Ma se il Parlamento è politicamente delegittimato non avendo “forza rappresentativa”, ne segue che d’ora in poi Governo e maggioranza parlamentare dovranno muoversi con circospezione. In altre parole, ferma restando l’attività di controllo e quella legislativa “ordinaria” politicamente rilevante (tra cui ovviamente l’approvazione della legge elettorale che – per inciso – dovrà tener conto anche del risultato del referendum popolare del 1993 favorevole al maggioritario), esistono invece dei paletti per ciò che riguarda l’approvazione di leggi costituzionali.

In altre parole, quand’anche Governo e maggioranza avessero i numeri necessari per far approvare con i due terzi il discutibilissimo d.d.l. costituzionale n. 813 (che prefigura un percorso legislativo agevolato per un numero “indeterminato” di leggi costituzionali relative alla Parte II della Costituzione), non sono politicamente in grado di approvare una siffatta megariforma costituzionale. Ma non solo. Quale mai “forza rappresentativa”, e quindi quale mai “forza politica” le Camere potrebbero esibire per pretendere di modificare la forma di governo della Repubblica italiana?

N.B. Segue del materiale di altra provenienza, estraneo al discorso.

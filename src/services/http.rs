use axum::{
    http::StatusCode,
    response::{IntoResponse, Response},
    routing::{delete, get, post, put},
    Json, Router,
};
use serde_json::json;
use tower_http::trace::TraceLayer;

use super::{feed::ChangeFeed, Channels, ServiceError};

mod analytics;
mod auth;
mod chat;
mod content;
mod feed;
mod market;
mod signals;
mod transfers;
mod users;
mod vip;

pub use auth::{AdminCaller, Caller, USER_ID_HEADER};

#[derive(Clone)]
pub struct AppState {
    pub channels: Channels,
    pub feed: ChangeFeed,
}

impl ServiceError {
    pub fn status_code(&self) -> StatusCode {
        match self {
            ServiceError::NotFound(_) => StatusCode::NOT_FOUND,
            ServiceError::Validation(_) => StatusCode::BAD_REQUEST,
            ServiceError::Unauthorized => StatusCode::UNAUTHORIZED,
            ServiceError::PermissionDenied(_) | ServiceError::FeatureDisabled(_) => {
                StatusCode::FORBIDDEN
            }
            ServiceError::InsufficientFunds(_) | ServiceError::InvalidTransition(_) => {
                StatusCode::CONFLICT
            }
            ServiceError::ExternalService(..) => StatusCode::BAD_GATEWAY,
            ServiceError::Internal(_)
            | ServiceError::Database(_)
            | ServiceError::Repository(..)
            | ServiceError::Communication(..) => StatusCode::INTERNAL_SERVER_ERROR,
        }
    }

    fn kind(&self) -> &'static str {
        match self {
            ServiceError::NotFound(_) => "Not found",
            ServiceError::Validation(_) => "Invalid request",
            ServiceError::Unauthorized => "Unauthorized",
            ServiceError::PermissionDenied(_) => "Permission denied",
            ServiceError::InsufficientFunds(_) => "Insufficient funds",
            ServiceError::InvalidTransition(_) => "Invalid transition",
            ServiceError::FeatureDisabled(_) => "Feature disabled",
            ServiceError::ExternalService(..) => "External service error",
            ServiceError::Database(_) => "Database error",
            ServiceError::Internal(_) | ServiceError::Repository(..) | ServiceError::Communication(..) => {
                "Internal server error"
            }
        }
    }
}

impl IntoResponse for ServiceError {
    fn into_response(self) -> Response {
        let status = self.status_code();
        if status.is_server_error() {
            log::error!("Request failed: {}", self);
        }

        (
            status,
            Json(json!({
                "error": self.kind(),
                "details": self.to_string()
            })),
        )
            .into_response()
    }
}

pub fn router(state: AppState) -> Router {
    let public = Router::new()
        .route("/health", get(|| async { "OK" }))
        .route("/api/users", post(users::signup))
        .route("/api/news", get(content::published_news))
        .route("/api/site/updates", get(content::list_site_updates))
        .route("/api/site/settings", get(content::get_settings))
        .route("/api/vip/plans", get(vip::active_plans))
        .route("/api/contact", post(content::create_contact))
        .route("/api/analytics/visit", post(analytics::record_visit))
        .route("/api/market/pairs", get(market::list_pairs))
        .route("/api/market/price/{symbol}", get(market::get_price));

    let me = Router::new()
        .route("/api/me", get(users::me))
        .route("/api/me/ledger", get(users::my_ledger))
        .route(
            "/api/me/deposits",
            get(transfers::my_deposits).post(transfers::create_deposit),
        )
        .route(
            "/api/me/withdrawals",
            get(transfers::my_withdrawals).post(transfers::create_withdrawal),
        )
        .route("/api/me/vip/purchase", post(vip::purchase))
        .route("/api/me/signals", get(signals::visible_signals))
        .route("/api/me/chat", get(chat::my_conversation).post(chat::send_mine));

    let admin = Router::new()
        .route("/api/admin/users", get(users::list_users))
        .route(
            "/api/admin/users/{id}",
            get(users::get_user)
                .put(users::update_user)
                .delete(users::delete_user),
        )
        .route("/api/admin/users/{id}/balance", post(users::adjust_balance))
        .route("/api/admin/users/{id}/vip", post(vip::grant))
        .route("/api/admin/users/{id}/ledger", get(users::user_ledger))
        .route("/api/admin/deposits", get(transfers::list_deposits))
        .route("/api/admin/deposits/{id}/approve", post(transfers::approve_deposit))
        .route("/api/admin/deposits/{id}/reject", post(transfers::reject_deposit))
        .route("/api/admin/withdrawals", get(transfers::list_withdrawals))
        .route(
            "/api/admin/withdrawals/{id}/complete",
            post(transfers::complete_withdrawal),
        )
        .route(
            "/api/admin/withdrawals/{id}/reject",
            post(transfers::reject_withdrawal),
        )
        .route(
            "/api/admin/signals",
            get(signals::list_signals).post(signals::create_signal),
        )
        .route("/api/admin/signals/{id}", delete(signals::delete_signal))
        .route("/api/admin/signals/{id}/status", put(signals::update_status))
        .route(
            "/api/admin/news",
            get(content::all_news).post(content::create_news),
        )
        .route(
            "/api/admin/news/{id}",
            put(content::update_news).delete(content::delete_news),
        )
        .route(
            "/api/admin/site/updates",
            get(content::list_site_updates).post(content::create_site_update),
        )
        .route(
            "/api/admin/site/updates/{id}",
            put(content::update_site_update).delete(content::delete_site_update),
        )
        .route(
            "/api/admin/site/settings",
            get(content::get_settings).put(content::update_settings),
        )
        .route(
            "/api/admin/vip/plans",
            get(vip::all_plans).post(vip::create_plan),
        )
        .route(
            "/api/admin/vip/plans/{id}",
            put(vip::update_plan).delete(vip::delete_plan),
        )
        .route("/api/admin/contacts", get(content::list_contacts))
        .route("/api/admin/contacts/closed", delete(content::delete_closed_contacts))
        .route("/api/admin/contacts/{id}", delete(content::delete_contact))
        .route("/api/admin/contacts/{id}/reply", post(content::reply_contact))
        .route("/api/admin/chat", get(chat::list_conversations))
        .route(
            "/api/admin/chat/{user_id}",
            get(chat::read_conversation)
                .post(chat::send_reply)
                .delete(chat::delete_conversation),
        )
        .route("/api/admin/analytics", get(analytics::list_visits))
        .route("/api/admin/feed", get(feed::subscribe));

    public
        .merge(me)
        .merge(admin)
        .with_state(state)
        .layer(TraceLayer::new_for_http())
}

pub async fn start_http_server(listen: &str, state: AppState) -> Result<(), anyhow::Error> {
    let app = router(state);

    let listener = tokio::net::TcpListener::bind(listen).await?;
    log::info!("Listening on {}", listener.local_addr()?);

    axum::serve(listener, app)
        .with_graceful_shutdown(shutdown_signal())
        .await?;

    log::info!("HTTP server stopped.");
    Ok(())
}

async fn shutdown_signal() {
    if let Err(e) = tokio::signal::ctrl_c().await {
        log::error!("Failed to listen for shutdown signal: {}", e);
        std::future::pending::<()>().await;
    }
    log::info!("Shutdown signal received.");
}

#[cfg(test)]
mod tests {
    use axum::body::{self, Body};
    use axum::http::{Method, Request};
    use rust_decimal::Decimal;
    use serde_json::Value;
    use sqlx::SqlitePool;
    use tower::ServiceExt;

    use super::*;
    use crate::database;
    use crate::models::users::{Role, UserUpdate};
    use crate::repositories::users::UserRepository;
    use crate::services::start_services;
    use crate::settings;

    async fn app() -> (Router, SqlitePool) {
        let pool = database::memory_pool().await;
        let settings = settings::Settings {
            server: settings::Server {
                listen: "127.0.0.1:0".to_string(),
            },
            database: settings::Database {
                url: "sqlite::memory:".to_string(),
                max_connections: 1,
            },
            market: settings::Market {
                base_url: "http://127.0.0.1:9".to_string(),
                timeout_secs: 1,
            },
            geolocation: settings::Geolocation {
                base_url: "http://127.0.0.1:9".to_string(),
                timeout_secs: 1,
            },
            vip: settings::Vip {
                sweep_interval_secs: 3600,
            },
        };

        let (channels, feed) = start_services(pool.clone(), settings).await.unwrap();
        (router(AppState { channels, feed }), pool)
    }

    async fn send(
        app: &Router,
        method: Method,
        uri: &str,
        caller: Option<&str>,
        json: Option<Value>,
    ) -> (StatusCode, Value) {
        let mut request = Request::builder().method(method).uri(uri);
        if let Some(caller) = caller {
            request = request.header(USER_ID_HEADER, caller);
        }
        let request = match json {
            Some(json) => request
                .header("content-type", "application/json")
                .body(Body::from(json.to_string()))
                .unwrap(),
            None => request.body(Body::empty()).unwrap(),
        };

        let response = app.clone().oneshot(request).await.unwrap();
        let status = response.status();
        let bytes = body::to_bytes(response.into_body(), usize::MAX).await.unwrap();
        let value = serde_json::from_slice(&bytes).unwrap_or(Value::Null);
        (status, value)
    }

    async fn signup(app: &Router, id: &str) {
        let (status, _) = send(
            app,
            Method::POST,
            "/api/users",
            Some(id),
            Some(serde_json::json!({ "email": format!("{}@example.com", id) })),
        )
        .await;
        assert_eq!(status, StatusCode::CREATED);
    }

    async fn promote(pool: &SqlitePool, id: &str) {
        UserRepository::new(pool.clone())
            .update_user(
                id,
                &UserUpdate {
                    display_name: None,
                    role: Some(Role::Admin),
                },
            )
            .await
            .unwrap()
            .unwrap();
    }

    #[tokio::test]
    async fn admin_routes_check_identity_and_role() {
        let (app, pool) = app().await;
        signup(&app, "member").await;
        signup(&app, "boss").await;
        promote(&pool, "boss").await;

        let (status, body) = send(&app, Method::GET, "/api/admin/users", None, None).await;
        assert_eq!(status, StatusCode::UNAUTHORIZED);
        assert_eq!(body["error"], "Unauthorized");

        let (status, _) = send(&app, Method::GET, "/api/admin/users", Some("ghost"), None).await;
        assert_eq!(status, StatusCode::UNAUTHORIZED);

        let (status, body) = send(&app, Method::GET, "/api/admin/users", Some("member"), None).await;
        assert_eq!(status, StatusCode::FORBIDDEN);
        assert_eq!(body["error"], "Permission denied");

        let (status, body) = send(&app, Method::GET, "/api/admin/users", Some("boss"), None).await;
        assert_eq!(status, StatusCode::OK);
        assert_eq!(body.as_array().map(Vec::len), Some(2));

        let (status, _) = send(&app, Method::GET, "/api/me", Some("member"), None).await;
        assert_eq!(status, StatusCode::OK);
        let (status, _) = send(&app, Method::GET, "/health", None, None).await;
        assert_eq!(status, StatusCode::OK);
    }

    #[tokio::test]
    async fn deposit_approval_round_trip() {
        let (app, pool) = app().await;
        signup(&app, "member").await;
        signup(&app, "boss").await;
        promote(&pool, "boss").await;

        let (status, deposit) = send(
            &app,
            Method::POST,
            "/api/me/deposits",
            Some("member"),
            Some(serde_json::json!({ "amount": "25", "currency": "USD", "method": "bank" })),
        )
        .await;
        assert_eq!(status, StatusCode::CREATED);
        assert_eq!(deposit["status"], "Pendiente");
        let approve = format!(
            "/api/admin/deposits/{}/approve",
            deposit["id"].as_str().unwrap()
        );

        let (status, _) = send(
            &app,
            Method::POST,
            &approve,
            Some("member"),
            Some(serde_json::json!({})),
        )
        .await;
        assert_eq!(status, StatusCode::FORBIDDEN);

        let (status, approved) = send(
            &app,
            Method::POST,
            &approve,
            Some("boss"),
            Some(serde_json::json!({ "note": "ok" })),
        )
        .await;
        assert_eq!(status, StatusCode::OK);
        assert_eq!(approved["status"], "Aprobado");

        let (status, body) = send(
            &app,
            Method::POST,
            &approve,
            Some("boss"),
            Some(serde_json::json!({})),
        )
        .await;
        assert_eq!(status, StatusCode::CONFLICT);
        assert_eq!(body["error"], "Invalid transition");

        let (status, profile) = send(&app, Method::GET, "/api/me", Some("member"), None).await;
        assert_eq!(status, StatusCode::OK);
        let balance: Decimal = profile["balanceUSD"]
            .to_string()
            .trim_matches('"')
            .parse()
            .unwrap();
        assert_eq!(balance, Decimal::from(25));
    }

    #[test]
    fn maps_error_kinds_to_status_codes() {
        let cases = [
            (ServiceError::NotFound("x".into()), StatusCode::NOT_FOUND),
            (ServiceError::Validation("x".into()), StatusCode::BAD_REQUEST),
            (ServiceError::Unauthorized, StatusCode::UNAUTHORIZED),
            (ServiceError::PermissionDenied("x".into()), StatusCode::FORBIDDEN),
            (ServiceError::FeatureDisabled("chat".into()), StatusCode::FORBIDDEN),
            (ServiceError::InsufficientFunds("x".into()), StatusCode::CONFLICT),
            (ServiceError::InvalidTransition("x".into()), StatusCode::CONFLICT),
            (
                ServiceError::ExternalService("Market".into(), "a".into(), "b".into()),
                StatusCode::BAD_GATEWAY,
            ),
            (
                ServiceError::Repository("Users".into(), "x".into()),
                StatusCode::INTERNAL_SERVER_ERROR,
            ),
        ];

        for (error, status) in cases {
            assert_eq!(error.into_response().status(), status);
        }
    }
}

Pur sulla base di tali premesse, si deve però avvertire che ci sono materie nelle quali sarebbe legittima l’approvazione ex art. 138 di puntuali leggi costituzionali. Penso, a tal proposito, alla modifica dell’elenco delle materie di competenza legislativa concorrente delle Regioni modificato nel 2001. Un elenco criticato da tutti, che ha provocato un aumento a dismisura del contenzioso tra Stato e Regioni che ha ingolfato i ruoli d’udienza della Corte costituzionale. Analogamente si potrebbe ritenere a proposito della riduzione del numero dei parlamentari.